### TASK GOAL
Could you please retype all of the entries exactly as they appear?

### SUPPLIED RECORDS

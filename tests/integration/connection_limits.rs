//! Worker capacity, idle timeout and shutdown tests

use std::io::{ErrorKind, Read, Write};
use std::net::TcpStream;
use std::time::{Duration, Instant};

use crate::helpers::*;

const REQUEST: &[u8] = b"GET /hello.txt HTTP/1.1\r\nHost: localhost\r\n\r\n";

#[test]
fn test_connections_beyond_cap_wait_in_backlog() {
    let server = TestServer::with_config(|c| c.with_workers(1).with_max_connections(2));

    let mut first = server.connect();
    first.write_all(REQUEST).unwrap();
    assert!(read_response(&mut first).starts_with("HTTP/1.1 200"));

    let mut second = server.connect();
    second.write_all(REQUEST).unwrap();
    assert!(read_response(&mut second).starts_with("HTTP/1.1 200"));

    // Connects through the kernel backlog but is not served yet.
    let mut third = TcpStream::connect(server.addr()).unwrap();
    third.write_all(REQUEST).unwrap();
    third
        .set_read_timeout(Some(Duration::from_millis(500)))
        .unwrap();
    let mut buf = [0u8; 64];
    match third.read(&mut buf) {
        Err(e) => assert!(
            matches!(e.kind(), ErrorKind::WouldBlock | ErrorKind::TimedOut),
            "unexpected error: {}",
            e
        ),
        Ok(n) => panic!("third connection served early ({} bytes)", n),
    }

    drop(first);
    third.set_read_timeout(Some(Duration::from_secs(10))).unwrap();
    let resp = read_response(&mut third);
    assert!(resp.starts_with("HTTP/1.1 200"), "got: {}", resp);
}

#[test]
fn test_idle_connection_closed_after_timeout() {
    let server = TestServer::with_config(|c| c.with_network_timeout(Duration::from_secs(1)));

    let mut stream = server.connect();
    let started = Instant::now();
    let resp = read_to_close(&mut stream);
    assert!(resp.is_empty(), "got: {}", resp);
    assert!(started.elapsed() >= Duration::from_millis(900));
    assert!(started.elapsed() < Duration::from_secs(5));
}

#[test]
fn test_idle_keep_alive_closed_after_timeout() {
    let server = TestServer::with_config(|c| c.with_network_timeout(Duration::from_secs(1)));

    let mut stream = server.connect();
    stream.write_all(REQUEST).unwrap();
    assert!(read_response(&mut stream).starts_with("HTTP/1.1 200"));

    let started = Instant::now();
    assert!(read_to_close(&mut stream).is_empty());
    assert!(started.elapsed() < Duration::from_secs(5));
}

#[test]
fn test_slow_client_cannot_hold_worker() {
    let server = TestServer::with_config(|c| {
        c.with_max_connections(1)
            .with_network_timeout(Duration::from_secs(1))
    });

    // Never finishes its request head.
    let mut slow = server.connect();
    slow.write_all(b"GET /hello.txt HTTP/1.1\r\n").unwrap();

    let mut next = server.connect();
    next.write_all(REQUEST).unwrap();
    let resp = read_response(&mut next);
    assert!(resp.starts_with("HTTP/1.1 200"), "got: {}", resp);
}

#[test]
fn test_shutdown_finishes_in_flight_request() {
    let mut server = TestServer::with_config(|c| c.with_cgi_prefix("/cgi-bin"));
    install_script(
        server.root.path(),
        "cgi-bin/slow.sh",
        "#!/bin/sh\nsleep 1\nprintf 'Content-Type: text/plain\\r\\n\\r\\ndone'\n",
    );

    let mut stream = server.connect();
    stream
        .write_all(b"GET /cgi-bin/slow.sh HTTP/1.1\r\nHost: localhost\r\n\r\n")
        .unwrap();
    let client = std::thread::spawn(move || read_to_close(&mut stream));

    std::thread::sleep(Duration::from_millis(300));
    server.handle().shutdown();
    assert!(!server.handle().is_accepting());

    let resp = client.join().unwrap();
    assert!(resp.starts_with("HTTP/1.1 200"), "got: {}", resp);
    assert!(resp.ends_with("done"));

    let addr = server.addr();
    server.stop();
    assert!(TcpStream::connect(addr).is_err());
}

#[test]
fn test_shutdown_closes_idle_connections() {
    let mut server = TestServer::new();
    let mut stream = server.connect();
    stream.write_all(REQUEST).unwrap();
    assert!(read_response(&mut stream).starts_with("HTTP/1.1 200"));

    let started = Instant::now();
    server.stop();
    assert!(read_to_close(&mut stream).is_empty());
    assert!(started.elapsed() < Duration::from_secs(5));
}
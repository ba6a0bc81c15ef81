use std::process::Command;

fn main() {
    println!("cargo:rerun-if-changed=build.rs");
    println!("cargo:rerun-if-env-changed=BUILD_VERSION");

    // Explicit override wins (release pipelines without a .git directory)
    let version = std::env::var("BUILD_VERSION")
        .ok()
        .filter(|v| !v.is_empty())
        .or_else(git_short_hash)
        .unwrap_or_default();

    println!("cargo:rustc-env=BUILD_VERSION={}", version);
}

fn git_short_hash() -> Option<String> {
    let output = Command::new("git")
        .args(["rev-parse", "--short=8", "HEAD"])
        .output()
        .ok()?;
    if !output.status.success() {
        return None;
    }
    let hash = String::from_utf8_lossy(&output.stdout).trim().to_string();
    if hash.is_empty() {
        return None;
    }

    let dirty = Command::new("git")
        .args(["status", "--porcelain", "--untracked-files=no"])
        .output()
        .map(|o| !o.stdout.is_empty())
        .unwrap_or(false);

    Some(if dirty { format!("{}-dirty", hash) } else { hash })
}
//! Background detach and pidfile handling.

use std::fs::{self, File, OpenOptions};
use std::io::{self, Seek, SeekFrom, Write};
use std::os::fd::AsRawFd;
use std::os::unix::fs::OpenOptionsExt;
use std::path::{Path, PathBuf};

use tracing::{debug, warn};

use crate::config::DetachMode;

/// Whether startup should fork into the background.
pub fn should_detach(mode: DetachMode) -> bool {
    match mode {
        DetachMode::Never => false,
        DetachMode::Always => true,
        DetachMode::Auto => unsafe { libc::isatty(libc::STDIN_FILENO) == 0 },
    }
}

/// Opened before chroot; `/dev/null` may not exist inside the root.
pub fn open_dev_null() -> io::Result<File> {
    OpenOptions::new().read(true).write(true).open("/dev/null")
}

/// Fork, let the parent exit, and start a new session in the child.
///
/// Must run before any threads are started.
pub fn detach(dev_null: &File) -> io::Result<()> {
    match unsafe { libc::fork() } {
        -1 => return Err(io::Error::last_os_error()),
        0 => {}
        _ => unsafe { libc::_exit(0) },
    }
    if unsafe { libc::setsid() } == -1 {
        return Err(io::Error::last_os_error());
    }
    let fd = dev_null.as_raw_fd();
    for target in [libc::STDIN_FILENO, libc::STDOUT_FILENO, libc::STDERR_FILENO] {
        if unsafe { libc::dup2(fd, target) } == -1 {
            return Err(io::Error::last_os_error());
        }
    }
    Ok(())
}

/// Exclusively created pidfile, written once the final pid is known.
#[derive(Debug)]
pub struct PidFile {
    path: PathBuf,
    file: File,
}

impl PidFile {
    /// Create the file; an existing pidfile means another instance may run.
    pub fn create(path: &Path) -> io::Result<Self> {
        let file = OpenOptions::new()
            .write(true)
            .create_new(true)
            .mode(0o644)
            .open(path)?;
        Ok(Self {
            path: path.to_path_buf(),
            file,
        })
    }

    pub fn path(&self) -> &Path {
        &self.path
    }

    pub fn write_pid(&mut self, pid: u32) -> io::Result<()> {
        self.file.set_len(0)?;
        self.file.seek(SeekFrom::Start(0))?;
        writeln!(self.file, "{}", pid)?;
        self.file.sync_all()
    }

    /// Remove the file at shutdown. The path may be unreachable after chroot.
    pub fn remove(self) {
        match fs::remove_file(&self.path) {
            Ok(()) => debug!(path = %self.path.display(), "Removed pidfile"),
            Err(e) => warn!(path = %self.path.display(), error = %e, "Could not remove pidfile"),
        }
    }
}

### WRITTEN REPLY
filename tests/integration/connection_limits.rs
//! Worker capacity, idle timeout and shutdown tests

use std::io::{ErrorKind, Read, Write};
use std::net::TcpStream;
use std::time::{Duration, Instant};

use crate::helpers::*;

const REQUEST: &[u8] = b"GET /hello.txt HTTP/1.1\r\nHost: localhost\r\n\r\n";

#[test]
fn test_connections_beyond_cap_wait_in_backlog() {
    let server = TestServer::with_config(|c| c.with_workers(1).with_max_connections(2));

    let mut first = server.connect();
    first.write_all(REQUEST).unwrap();
    assert!(read_response(&mut first).starts_with("HTTP/1.1 200"));

    let mut second = server.connect();
    second.write_all(REQUEST).unwrap();
    assert!(read_response(&mut second).starts_with("HTTP/1.1 200"));

    // Connects through the kernel backlog but is not served yet.
    let mut third = TcpStream::connect(server.addr()).unwrap();
    third.write_all(REQUEST).unwrap();
    third
        .set_read_timeout(Some(Duration::from_millis(500)))
        .unwrap();
    let mut buf = [0u8; 64];
    match third.read(&mut buf) {
        Err(e) => assert!(
            matches!(e.kind(), ErrorKind::WouldBlock | ErrorKind::TimedOut),
            "unexpected error: {}",
            e
        ),
        Ok(n) => panic!("third connection served early ({} bytes)", n),
    }

    drop(first);
    third.set_read_timeout(Some(Duration::from_secs(10))).unwrap();
    let resp = read_response(&mut third);
    assert!(resp.starts_with("HTTP/1.1 200"), "got: {}", resp);
}

#[test]
fn test_idle_connection_closed_after_timeout() {
    let server = TestServer::with_config(|c| c.with_network_timeout(Duration::from_secs(1)));

    let mut stream = server.connect();
    let started = Instant::now();
    let resp = read_to_close(&mut stream);
    assert!(resp.is_empty(), "got: {}", resp);
    assert!(started.elapsed() >= Duration::from_millis(900));
    assert!(started.elapsed() < Duration::from_secs(5));
}

#[test]
fn test_idle_keep_alive_closed_after_timeout() {
    let server = TestServer::with_config(|c| c.with_network_timeout(Duration::from_secs(1)));

    let mut stream = server.connect();
    stream.write_all(REQUEST).unwrap();
    assert!(read_response(&mut stream).starts_with("HTTP/1.1 200"));

    let started = Instant::now();
    assert!(read_to_close(&mut stream).is_empty());
    assert!(started.elapsed() < Duration::from_secs(5));
}

#[test]
fn test_slow_client_cannot_hold_worker() {
    let server = TestServer::with_config(|c| {
        c.with_max_connections(1)
            .with_network_timeout(Duration::from_secs(1))
    });

    // Never finishes its request head.
    let mut slow = server.connect();
    slow.write_all(b"GET /hello.txt HTTP/1.1\r\n").unwrap();

    let mut next = server.connect();
    next.write_all(REQUEST).unwrap();
    let resp = read_response(&mut next);
    assert!(resp.starts_with("HTTP/1.1 200"), "got: {}", resp);
}

#[test]
fn test_shutdown_finishes_in_flight_request() {
    let mut server = TestServer::with_config(|c| c.with_cgi_prefix("/cgi-bin"));
    install_script(
        server.root.path(),
        "cgi-bin/slow.sh",
        "#!/bin/sh\nsleep 1\nprintf 'Content-Type: text/plain\\r\\n\\r\\ndone'\n",
    );

    let mut stream = server.connect();
    stream
        .write_all(b"GET /cgi-bin/slow.sh HTTP/1.1\r\nHost: localhost\r\n\r\n")
        .unwrap();
    let client = std::thread::spawn(move || read_to_close(&mut stream));

    std::thread::sleep(Duration::from_millis(300));
    server.handle().shutdown();
    assert!(!server.handle().is_accepting());

    let resp = client.join().unwrap();
    assert!(resp.starts_with("HTTP/1.1 200"), "got: {}", resp);
    assert!(resp.ends_with("done"));

    let addr = server.addr();
    server.stop();
    assert!(TcpStream::connect(addr).is_err());
}

#[test]
fn test_shutdown_closes_idle_connections() {
    let mut server = TestServer::new();
    let mut stream = server.connect();
    stream.write_all(REQUEST).unwrap();
    assert!(read_response(&mut stream).starts_with("HTTP/1.1 200"));

    let started = Instant::now();
    server.stop();
    assert!(read_to_close(&mut stream).is_empty());
    assert!(started.elapsed() < Duration::from_secs(5));
}
repository ba6a0bc81c15ef81
use std::process::Command;

fn main() {
    println!("cargo:rerun-if-changed=build.rs");
    println!("cargo:rerun-if-env-changed=BUILD_VERSION");

    // Explicit override wins (release pipelines without a .git directory)
    let version = std::env::var("BUILD_VERSION")
        .ok()
        .filter(|v| !v.is_empty())
        .or_else(git_short_hash)
        .unwrap_or_default();

    println!("cargo:rustc-env=BUILD_VERSION={}", version);
}

fn git_short_hash() -> Option<String> {
    let output = Command::new("git")
        .args(["rev-parse", "--short=8", "HEAD"])
        .output()
        .ok()?;
    if !output.status.success() {
        return None;
    }
    let hash = String::from_utf8_lossy(&output.stdout).trim().to_string();
    if hash.is_empty() {
        return None;
    }

    let dirty = Command::new("git")
        .args(["status", "--porcelain", "--untracked-files=no"])
        .output()
        .map(|o| !o.stdout.is_empty())
        .unwrap_or(false);

    Some(if dirty { format!("{}-dirty", hash) } else { hash })
}
//! Background detach and pidfile handling.

use std::fs::{self, File, OpenOptions};
use std::io::{self, Seek, SeekFrom, Write};
use std::os::fd::AsRawFd;
use std::os::unix::fs::OpenOptionsExt;
use std::path::{Path, PathBuf};

use tracing::{debug, warn};

use crate::config::DetachMode;

/// Whether startup should fork into the background.
pub fn should_detach(mode: DetachMode) -> bool {
    match mode {
        DetachMode::Never => false,
        DetachMode::Always => true,
        DetachMode::Auto => unsafe { libc::isatty(libc::STDIN_FILENO) == 0 },
    }
}

/// Opened before chroot; `/dev/null` may not exist inside the root.
pub fn open_dev_null() -> io::Result<File> {
    OpenOptions::new().read(true).write(true).open("/dev/null")
}

/// Fork, let the parent exit, and start a new session in the child.
///
/// Must run before any threads are started.
pub fn detach(dev_null: &File) -> io::Result<()> {
    match unsafe { libc::fork() } {
        -1 => return Err(io::Error::last_os_error()),
        0 => {}
        _ => unsafe { libc::_exit(0) },
    }
    if unsafe { libc::setsid() } == -1 {
        return Err(io::Error::last_os_error());
    }
    let fd = dev_null.as_raw_fd();
    for target in [libc::STDIN_FILENO, libc::STDOUT_FILENO, libc::STDERR_FILENO] {
        if unsafe { libc::dup2(fd, target) } == -1 {
            return Err(io::Error::last_os_error());
        }
    }
    Ok(())
}

/// Exclusively created pidfile, written once the final pid is known.
#[derive(Debug)]
pub struct PidFile {
    path: PathBuf,
    file: File,
}

impl PidFile {
    /// Create the file; an existing pidfile means another instance may run.
    pub fn create(path: &Path) -> io::Result<Self> {
        let file = OpenOptions::new()
            .write(true)
            .create_new(true)
            .mode(0o644)
            .open(path)?;
        Ok(Self {
            path: path.to_path_buf(),
            file,
        })
    }

    pub fn path(&self) -> &Path {
        &self.path
    }

    pub fn write_pid(&mut self, pid: u32) -> io::Result<()> {
        self.file.set_len(0)?;
        self.file.seek(SeekFrom::Start(0))?;
        writeln!(self.file, "{}", pid)?;
        self.file.sync_all()
    }

    /// Remove the file at shutdown. The path may be unreachable after chroot.
    pub fn remove(self) {
        match fs::remove_file(&self.path) {
            Ok(()) => debug!(path = %self.path.display(), "Removed pidfile"),
            Err(e) => warn!(path = %self.path.display(), error = %e, "Could not remove pidfile"),
        }
    }
}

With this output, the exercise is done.